Le vecchie mulattiere lasciano vedere i ciottoli calpestati da tante persone prima di me, che utilizzavano quel sentiero per andare a lavorare. Ora non si sente più niente, tranne qualche canto di uccello che si sta sgranchendo le penne per iniziare a volare nel cielo. Ma basta un po' di attenzione e si possono ancora sentire le voci e i profumi di un tempo.

Sappiamo ancora ascoltare?

Provo a immaginarmi le donne con le gerle, che portavano a casa il fieno o i prodotti della terra, gli uomini che andavano a lavorare per tagliare la legna o i bambini che andavano a scuola in città. Ora rimangono le chiesette, testimoni di questi passaggi.

Non tutti i sentieri sono stati ripuliti. Si fa un po' fatica a passare, a causa delle piante cadute per l'ultimo temporale. Ma c'è qualcosa che parla ancora, quando passo sui ponticelli di pietra e mi fermo ad ascoltare le cascatelle d'acqua che scendono dall'alto. Verrebbe voglia di fermarsi, di bere a garganella e di interrogare quell'acqua per farsi raccontare le storie di tanti anni fa.

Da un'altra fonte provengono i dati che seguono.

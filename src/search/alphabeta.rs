//! Alpha-Beta search with iterative deepening and transposition cache
//!
//! Minimax from the engine's point of view: the engine maximizes, the human
//! minimizes. Every hypothetical placement goes through
//! [`Board::place_scoped`], so the scratch board is restored on every exit
//! path, cutoffs and deadline aborts included.
//!
//! # Features
//!
//! - Iterative deepening to a maximum depth under a wall-clock deadline
//! - Transposition cache shared with other searches on the same engine
//! - Early exit once a forced win is found
//! - Candidate moves restricted to the neighbourhood of existing stones
//!
//! # Example
//!
//! ```
//! use std::time::{Duration, Instant};
//! use gomoku::board::{Board, Pos, Stone};
//! use gomoku::search::{Searcher, TranspositionCache};
//!
//! let cache = TranspositionCache::new(0);
//! let mut board = Board::new();
//! board.place_stone(Pos::new(7, 7), Stone::Human);
//!
//! let deadline = Instant::now() + Duration::from_secs(1);
//! let mut searcher = Searcher::new(&cache, deadline);
//! let result = searcher.search(&mut board, Some(Pos::new(7, 7)), 2);
//! assert!(result.best_move.is_some());
//! ```

use std::time::Instant;

use crate::board::{Board, Pos, Stone};
use crate::eval::{evaluate, PatternScore};
use crate::rules::check_win;

use super::fingerprint::Fingerprint;
use super::movegen::generate_candidates;
use super::tt::{CacheEntry, EntryType, TranspositionCache};

/// Score of a decided game, from the engine's point of view
pub const WIN_SCORE: i32 = PatternScore::FIVE;

/// Infinity score for alpha-beta bounds
const INF: i32 = i32::MAX;

/// Search result containing the best move found and associated statistics.
#[derive(Debug, Clone, PartialEq, Eq)]
pub struct SearchResult {
    /// Best move found, if any
    pub best_move: Option<Pos>,
    /// Evaluation score of the best move
    pub score: i32,
    /// Deepest iteration that completed before the deadline
    pub depth: u8,
    /// Total nodes visited, aborted iterations included
    pub nodes: u64,
    /// Alpha-beta and cache-bound cutoffs
    pub cutoffs: u64,
}

/// Single-threaded searcher for one top-level call.
///
/// Holds the per-call counters and deadline; the cache it borrows may be
/// shared with searchers running on other threads.
pub struct Searcher<'a> {
    cache: &'a TranspositionCache,
    deadline: Instant,
    nodes: u64,
    cutoffs: u64,
    stopped: bool,
}

impl<'a> Searcher<'a> {
    #[must_use]
    pub fn new(cache: &'a TranspositionCache, deadline: Instant) -> Self {
        Self {
            cache,
            deadline,
            nodes: 0,
            cutoffs: 0,
            stopped: false,
        }
    }

    /// Search for the engine's best move using iterative deepening.
    ///
    /// Runs depths `1..=max_depth` with a full window. An iteration cut short
    /// by the deadline is discarded; the best result of the completed
    /// iterations is returned. A later depth only replaces it with a strictly
    /// better score. Stops early once a forced win is found.
    ///
    /// `board` is used as scratch space and is unchanged on return.
    pub fn search(
        &mut self,
        board: &mut Board,
        last_move: Option<Pos>,
        max_depth: u8,
    ) -> SearchResult {
        let mut best: Option<(Pos, i32)> = None;
        let mut depth_reached = 0;

        for depth in 1..=max_depth {
            let (score, mov) = self.search_root(board, depth, last_move);

            if self.stopped {
                log::debug!("depth {depth} abandoned at deadline after {} nodes", self.nodes);
                break;
            }

            depth_reached = depth;
            log::debug!(
                "depth {depth}: score={score} move={} nodes={} cutoffs={}",
                mov.map_or_else(|| "-".to_string(), |p| p.to_string()),
                self.nodes,
                self.cutoffs
            );

            if let Some(mov) = mov {
                if best.map_or(true, |(_, best_score)| score > best_score) {
                    best = Some((mov, score));
                }
            }

            if best.is_some_and(|(_, s)| s >= WIN_SCORE) {
                break;
            }
        }

        SearchResult {
            best_move: best.map(|(mov, _)| mov),
            score: best.map_or(0, |(_, score)| score),
            depth: depth_reached,
            nodes: self.nodes,
            cutoffs: self.cutoffs,
        }
    }

    /// Whether the deadline has cut this search short.
    #[must_use]
    pub fn is_stopped(&self) -> bool {
        self.stopped
    }

    /// One iteration at the root: the engine to move, full window.
    ///
    /// Every candidate is expanded on every call. The root entry is written
    /// to the cache but never read back here, so a warm cache cannot replace
    /// the move the completed iterations chose.
    fn search_root(
        &mut self,
        board: &mut Board,
        depth: u8,
        last_move: Option<Pos>,
    ) -> (i32, Option<Pos>) {
        self.nodes += 1;

        if self.check_time() {
            return (0, None);
        }
        if let Some(score) = terminal_score(board, last_move) {
            return (score, None);
        }

        let candidates = generate_candidates(board);
        if candidates.is_empty() {
            return (0, None);
        }

        let key = Fingerprint::of(board);
        let mut alpha = -INF;
        let mut best_score = -INF;
        let mut best_move = None;

        for mov in candidates {
            let (score, _) = {
                let mut placed = board.place_scoped(mov, Stone::Engine);
                self.minimax(&mut placed, depth - 1, alpha, INF, false, Some(mov))
            };

            if self.stopped {
                return (0, None);
            }

            if score > best_score {
                best_score = score;
                best_move = Some(mov);
            }
            alpha = alpha.max(score);
        }

        self.cache.put(
            key,
            CacheEntry {
                score: best_score,
                depth,
                bound: EntryType::Exact,
                best_move,
            },
        );

        (best_score, best_move)
    }

    #[inline]
    fn check_time(&mut self) -> bool {
        if !self.stopped && Instant::now() >= self.deadline {
            self.stopped = true;
        }
        self.stopped
    }

    /// Minimax with alpha-beta pruning.
    ///
    /// `last_move` produced the current position; `maximizing` is true when
    /// the engine is to move.
    fn minimax(
        &mut self,
        board: &mut Board,
        depth: u8,
        mut alpha: i32,
        mut beta: i32,
        maximizing: bool,
        last_move: Option<Pos>,
    ) -> (i32, Option<Pos>) {
        self.nodes += 1;

        if self.check_time() {
            return (0, None);
        }

        // Terminal positions take priority over the cache and the leaf eval
        if let Some(score) = terminal_score(board, last_move) {
            return (score, None);
        }

        if depth == 0 {
            return (evaluate(board, last_move), None);
        }

        let orig_alpha = alpha;
        let orig_beta = beta;
        let key = Fingerprint::of(board);

        if let Some(entry) = self.cache.get(&key) {
            if entry.depth >= depth {
                match entry.bound {
                    EntryType::Exact => return (entry.score, entry.best_move),
                    EntryType::LowerBound => alpha = alpha.max(entry.score),
                    EntryType::UpperBound => beta = beta.min(entry.score),
                }
                if alpha >= beta {
                    self.cutoffs += 1;
                    log::trace!("cache bound cutoff at depth {depth}: {:?}", entry.bound);
                    return (entry.score, entry.best_move);
                }
            }
        }

        let candidates = generate_candidates(board);
        if candidates.is_empty() {
            return (0, None);
        }

        let side = if maximizing { Stone::Engine } else { Stone::Human };
        let mut best_score = if maximizing { -INF } else { INF };
        let mut best_move = None;

        for mov in candidates {
            let (score, _) = {
                let mut placed = board.place_scoped(mov, side);
                self.minimax(&mut placed, depth - 1, alpha, beta, !maximizing, Some(mov))
            };

            // Abandoned subtree: the caller discards this iteration anyway
            if self.stopped {
                return (0, None);
            }

            if maximizing {
                if score > best_score {
                    best_score = score;
                    best_move = Some(mov);
                }
                alpha = alpha.max(score);
            } else {
                if score < best_score {
                    best_score = score;
                    best_move = Some(mov);
                }
                beta = beta.min(score);
            }

            if alpha >= beta {
                self.cutoffs += 1;
                break;
            }
        }

        let bound = if best_score <= orig_alpha {
            EntryType::UpperBound
        } else if best_score >= orig_beta {
            EntryType::LowerBound
        } else {
            EntryType::Exact
        };
        self.cache.put(
            key,
            CacheEntry {
                score: best_score,
                depth,
                bound,
                best_move,
            },
        );

        (best_score, best_move)
    }
}

/// Score of a decided position, or `None` while the game is still open.
///
/// Only the stone at `last_move` can have completed a five.
fn terminal_score(board: &Board, last_move: Option<Pos>) -> Option<i32> {
    if let Some(pos) = last_move {
        let owner = board.get(pos);
        if owner != Stone::Empty && check_win(board, pos, owner) {
            return Some(if owner == Stone::Engine { WIN_SCORE } else { -WIN_SCORE });
        }
    }
    board.is_full().then_some(0)
}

Forse non sappiamo più ascoltare; forse non conosciamo più quella lingua, dimenticata dal tempo che passa. È un peccato. Là ci sono le nostre radici, le nostre origini. Da lì siamo nati, da lì abbiamo preso la forza per crescere, per andare in giro per il mondo. Non possiamo dimenticare. È come morire un po' per volta.

Non tradire l'eredità preziosa

Quando poi incontro una cappella con le scritte in francese, allora mi viene da riflettere su chi ha pensato di costruirla. E mi vengono in mente persone che hanno lasciato la loro terra, da giovani, per andare a cercare lavoro all'estero. E mi viene spontaneo pensare a quelli che oggi faticano ad accettare chi è diverso, lo straniero, che viene da noi in cerca di fortuna.

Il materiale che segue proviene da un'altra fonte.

//! Pattern scores and window classification
//!
//! A window is the nine cells along one axis centred on the cell being
//! scored: four cells on either side plus the centre. Cells are recorded
//! relative to the side being scored, with [`Sym::Edge`] standing in for
//! off-board cells.

/// Pattern scores for evaluation
pub struct PatternScore;

impl PatternScore {
    /// Five in a row - decided game
    pub const FIVE: i32 = 100_000;
    /// Four in a row with at least one open end: `_OOOO` or `OOOO_`
    pub const OPEN_FOUR: i32 = 10_000;
    /// Stone capping an opposing four: `XXXXO` or `OXXXX`
    pub const BLOCK_FOUR: i32 = 5_000;
    /// Three with both ends open: `_OOO_`
    pub const OPEN_THREE: i32 = 1_000;
    /// Three with one open end: `OOO_` or `_OOO`
    pub const HALF_OPEN_THREE: i32 = 100;
    /// Two with both ends open: `_OO_`
    pub const OPEN_TWO: i32 = 50;
    /// Adjacent to any stone on this axis
    pub const CONTACT: i32 = 10;
    /// Nothing next to it on this axis
    pub const ISOLATED: i32 = 1;
}

/// One window cell, relative to the side being scored
#[derive(Debug, Clone, Copy, PartialEq, Eq)]
pub enum Sym {
    Own,
    Opp,
    Empty,
    Edge,
}

/// Cells per window
pub const WINDOW_LEN: usize = 9;
/// Index of the scored cell inside a window
pub const WINDOW_CENTER: usize = 4;

/// Nine cells along one axis
pub type Window = [Sym; WINDOW_LEN];

use Sym::{Empty as E, Opp as X, Own as O};

/// Ordered pattern table, strongest first. The first pattern found anywhere
/// in the window decides its score.
const PATTERNS: &[(&[Sym], i32)] = &[
    (&[O, O, O, O, O], PatternScore::FIVE),
    (&[E, O, O, O, O], PatternScore::OPEN_FOUR),
    (&[O, O, O, O, E], PatternScore::OPEN_FOUR),
    // The centre is always Own, so these only match when it caps the four
    (&[X, X, X, X, O], PatternScore::BLOCK_FOUR),
    (&[O, X, X, X, X], PatternScore::BLOCK_FOUR),
    (&[E, O, O, O, E], PatternScore::OPEN_THREE),
    (&[O, O, O, E], PatternScore::HALF_OPEN_THREE),
    (&[E, O, O, O], PatternScore::HALF_OPEN_THREE),
    (&[E, O, O, E], PatternScore::OPEN_TWO),
];

#[inline]
fn contains(window: &Window, pattern: &[Sym]) -> bool {
    window.windows(pattern.len()).any(|w| w == pattern)
}

/// Score one window.
#[must_use]
pub fn classify(window: &Window) -> i32 {
    if let Some(&(_, score)) = PATTERNS.iter().find(|(p, _)| contains(window, p)) {
        return score;
    }

    let touching = |s: Sym| matches!(s, Sym::Own | Sym::Opp);
    if touching(window[WINDOW_CENTER - 1]) || touching(window[WINDOW_CENTER + 1]) {
        PatternScore::CONTACT
    } else {
        PatternScore::ISOLATED
    }
}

I nostri antenati sono andati a soffrire e a gioire in tanti paesi e ci hanno lasciato un'eredità di apertura al mondo. E noi come la stiamo utilizzando? Sentendo diversi discorsi in questi ultimi anni, viene solo da pensare che la loro è stata fatica sprecata, che i loro pronipoti hanno dimenticato tutto, presi come sono dall'interesse immediato.

I grandi valori di allora

La strada continua in mezzo al verde. Qualche casa in rovina ricorda chi l'ha costruita e ora non c'è più. Un'altra cappella e una croce ci ricordano ancora che per loro - la nostra gente! - era importante mettere Dio nella propria vita. Era una cosa normale.

E quando si incontravano, salendo e scendendo verso il paese più grande, si salutavano con il saluto tipico della valle: "Legru! Allegro!". Cioè sta' contento, fatti coraggio, non sei solo. Siamo in tanti e insieme ce la faremo a uscire dalle difficoltà. La solidarietà concreta, vissuta nella fatica di ogni giorno, diventava gioia semplice e profonda nei momenti di festa, in cui ognuno portava qualcosa per rendere felice la comunità.

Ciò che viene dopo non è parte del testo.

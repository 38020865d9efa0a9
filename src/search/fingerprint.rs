//! Board fingerprints for the transposition cache
//!
//! The 225 cells are flattened row by row into ASCII digits (`'0'`, `'1'`,
//! `'2'`) and hashed with SHA-256. The fingerprint depends only on board
//! content, never on the move order that produced it.

use sha2::{Digest, Sha256};

use crate::board::{Board, Pos, TOTAL_CELLS};

/// SHA-256 digest of a board's contents
#[derive(Clone, Copy, PartialEq, Eq, Hash, PartialOrd, Ord)]
pub struct Fingerprint([u8; 32]);

impl Fingerprint {
    /// Fingerprint the full board content.
    #[must_use]
    pub fn of(board: &Board) -> Self {
        let mut symbols = [b'0'; TOTAL_CELLS];
        for (idx, symbol) in symbols.iter_mut().enumerate() {
            *symbol = b'0' + board.get(Pos::from_index(idx)).code();
        }
        Self(Sha256::digest(symbols).into())
    }

    /// Raw digest bytes
    #[must_use]
    pub fn as_bytes(&self) -> &[u8; 32] {
        &self.0
    }
}

impl std::fmt::Debug for Fingerprint {
    fn fmt(&self, f: &mut std::fmt::Formatter<'_>) -> std::fmt::Result {
        // First 8 bytes are plenty to tell entries apart in logs
        write!(f, "Fingerprint(")?;
        for byte in &self.0[..8] {
            write!(f, "{byte:02x}")?;
        }
        write!(f, "..)")
    }
}

#[cfg(test)]
mod tests {
    use super::*;
    use crate::board::Stone;

    #[test]
    fn test_same_content_same_fingerprint() {
        let mut a = Board::new();
        a.place_stone(Pos::new(3, 3), Stone::Human);
        a.place_stone(Pos::new(4, 4), Stone::Engine);

        // Same stones, different placement order
        let mut b = Board::new();
        b.place_stone(Pos::new(4, 4), Stone::Engine);
        b.place_stone(Pos::new(3, 3), Stone::Human);

        assert_eq!(Fingerprint::of(&a), Fingerprint::of(&b));
    }

    #[test]
    fn test_side_matters() {
        let mut a = Board::new();
        a.place_stone(Pos::CENTER, Stone::Human);
        let mut b = Board::new();
        b.place_stone(Pos::CENTER, Stone::Engine);
        assert_ne!(Fingerprint::of(&a), Fingerprint::of(&b));
        assert_ne!(Fingerprint::of(&a), Fingerprint::of(&Board::new()));
    }

    #[test]
    fn test_make_unmake_restores_fingerprint() {
        let mut board = Board::new();
        board.place_stone(Pos::new(1, 2), Stone::Human);
        let before = Fingerprint::of(&board);
        {
            let placed = board.place_scoped(Pos::new(2, 2), Stone::Engine);
            assert_ne!(Fingerprint::of(&placed), before);
        }
        assert_eq!(Fingerprint::of(&board), before);
    }

    #[test]
    fn test_empty_board_digest() {
        // sha256 of 225 ASCII '0' characters
        let expected: [u8; 32] = Sha256::digest([b'0'; TOTAL_CELLS]).into();
        assert_eq!(Fingerprint::of(&Board::new()).as_bytes(), &expected);
    }

    #[test]
    fn test_debug_is_short_hex() {
        let s = format!("{:?}", Fingerprint::of(&Board::new()));
        assert!(s.starts_with("Fingerprint("));
        assert_eq!(s.len(), "Fingerprint(".len() + 16 + "..)".len());
    }
}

Qualcuno potrebbe dire che è nostalgia di un tempo passato e che non torna più. Non credo proprio.

I valori importanti non sono spariti, sono incisi nel nostro dna, nella nostra vita. Anche se non ci pensiamo, anche se non ce ne accorgiamo, essi sono ancora presenti in noi. Basta una passeggiata sulle antiche strade e subito tornano a galla.

Non ci vuole molto: basta un pizzico di attenzione e tutto, se lo vogliamo, può cambiare. Ne sono sicuro.